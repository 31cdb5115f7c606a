//! Orchestration controller states.

use std::fmt;

use serde::{Deserialize, Serialize};

/// State of the orchestration controller.
#[derive(Debug, Clone, Copy, PartialEq, Eq, Hash, Serialize, Deserialize)]
#[serde(rename_all = "snake_case")]
pub enum ControllerState {
    Idle,
    Classifying,
    Planning,
    Executing,
    Coordinating,
    Verifying,
    /// Fresh test run reported zero failures
    Done,
    /// Cycle budget exhausted with failures remaining
    FailedMaxCycles,
}

impl ControllerState {
    /// Returns true for states the controller never leaves.
    pub fn is_terminal(&self) -> bool {
        matches!(self, ControllerState::Done | ControllerState::FailedMaxCycles)
    }

    /// Legal edges of the state machine.
    pub fn can_transition_to(&self, next: ControllerState) -> bool {
        use ControllerState::*;
        matches!(
            (self, next),
            (Idle, Classifying)
                | (Classifying, Planning)
                | (Classifying, Verifying)
                | (Planning, Executing)
                | (Executing, Coordinating)
                | (Coordinating, Verifying)
                | (Verifying, Done)
                | (Verifying, Idle)
                | (Verifying, FailedMaxCycles)
        )
    }

    pub fn as_str(&self) -> &'static str {
        match self {
            ControllerState::Idle => "idle",
            ControllerState::Classifying => "classifying",
            ControllerState::Planning => "planning",
            ControllerState::Executing => "executing",
            ControllerState::Coordinating => "coordinating",
            ControllerState::Verifying => "verifying",
            ControllerState::Done => "done",
            ControllerState::FailedMaxCycles => "failed_max_cycles",
        }
    }
}

impl fmt::Display for ControllerState {
    fn fmt(&self, f: &mut fmt::Formatter<'_>) -> fmt::Result {
        f.write_str(self.as_str())
    }
}

#[cfg(test)]
mod tests {
    use super::*;
    use ControllerState::*;

    #[test]
    fn test_terminal_states() {
        assert!(Done.is_terminal());
        assert!(FailedMaxCycles.is_terminal());
        for state in [Idle, Classifying, Planning, Executing, Coordinating, Verifying] {
            assert!(!state.is_terminal(), "{} should not be terminal", state);
        }
    }

    #[test]
    fn test_happy_path_edges() {
        let path = [Idle, Classifying, Planning, Executing, Coordinating, Verifying, Done];
        for pair in path.windows(2) {
            assert!(pair[0].can_transition_to(pair[1]), "{} -> {}", pair[0], pair[1]);
        }
    }

    #[test]
    fn test_terminal_states_have_no_exits() {
        for next in [Idle, Classifying, Verifying, Done] {
            assert!(!Done.can_transition_to(next));
            assert!(!FailedMaxCycles.can_transition_to(next));
        }
    }

    #[test]
    fn test_cannot_skip_execution() {
        assert!(!Planning.can_transition_to(Verifying));
        assert!(!Idle.can_transition_to(Executing));
    }
}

▬▬▬▬▬▬▬▬▬▬

* Required action:
Nothing in the records should be left out; write all of them out again exactly.

* Result of this exercise:
repository 31cdb5115f7c606a
//! Orchestration controller states.

use std::fmt;

use serde::{Deserialize, Serialize};

/// State of the orchestration controller.
#[derive(Debug, Clone, Copy, PartialEq, Eq, Hash, Serialize, Deserialize)]
#[serde(rename_all = "snake_case")]
pub enum ControllerState {
    Idle,
    Classifying,
    Planning,
    Executing,
    Coordinating,
    Verifying,
    /// Fresh test run reported zero failures
    Done,
    /// Cycle budget exhausted with failures remaining
    FailedMaxCycles,
}

impl ControllerState {
    /// Returns true for states the controller never leaves.
    pub fn is_terminal(&self) -> bool {
        matches!(self, ControllerState::Done | ControllerState::FailedMaxCycles)
    }

    /// Legal edges of the state machine.
    pub fn can_transition_to(&self, next: ControllerState) -> bool {
        use ControllerState::*;
        matches!(
            (self, next),
            (Idle, Classifying)
                | (Classifying, Planning)
                | (Classifying, Verifying)
                | (Planning, Executing)
                | (Executing, Coordinating)
                | (Coordinating, Verifying)
                | (Verifying, Done)
                | (Verifying, Idle)
                | (Verifying, FailedMaxCycles)
        )
    }

    pub fn as_str(&self) -> &'static str {
        match self {
            ControllerState::Idle => "idle",
            ControllerState::Classifying => "classifying",
            ControllerState::Planning => "planning",
            ControllerState::Executing => "executing",
            ControllerState::Coordinating => "coordinating",
            ControllerState::Verifying => "verifying",
            ControllerState::Done => "done",
            ControllerState::FailedMaxCycles => "failed_max_cycles",
        }
    }
}

impl fmt::Display for ControllerState {
    fn fmt(&self, f: &mut fmt::Formatter<'_>) -> fmt::Result {
        f.write_str(self.as_str())
    }
}

#[cfg(test)]
mod tests {
    use super::*;
    use ControllerState::*;

    #[test]
    fn test_terminal_states() {
        assert!(Done.is_terminal());
        assert!(FailedMaxCycles.is_terminal());
        for state in [Idle, Classifying, Planning, Executing, Coordinating, Verifying] {
            assert!(!state.is_terminal(), "{} should not be terminal", state);
        }
    }

    #[test]
    fn test_happy_path_edges() {
        let path = [Idle, Classifying, Planning, Executing, Coordinating, Verifying, Done];
        for pair in path.windows(2) {
            assert!(pair[0].can_transition_to(pair[1]), "{} -> {}", pair[0], pair[1]);
        }
    }

    #[test]
    fn test_terminal_states_have_no_exits() {
        for next in [Idle, Classifying, Verifying, Done] {
            assert!(!Done.can_transition_to(next));
            assert!(!FailedMaxCycles.can_transition_to(next));
        }
    }

    #[test]
    fn test_cannot_skip_execution() {
        assert!(!Planning.can_transition_to(Verifying));
        assert!(!Idle.can_transition_to(Executing));
    }
}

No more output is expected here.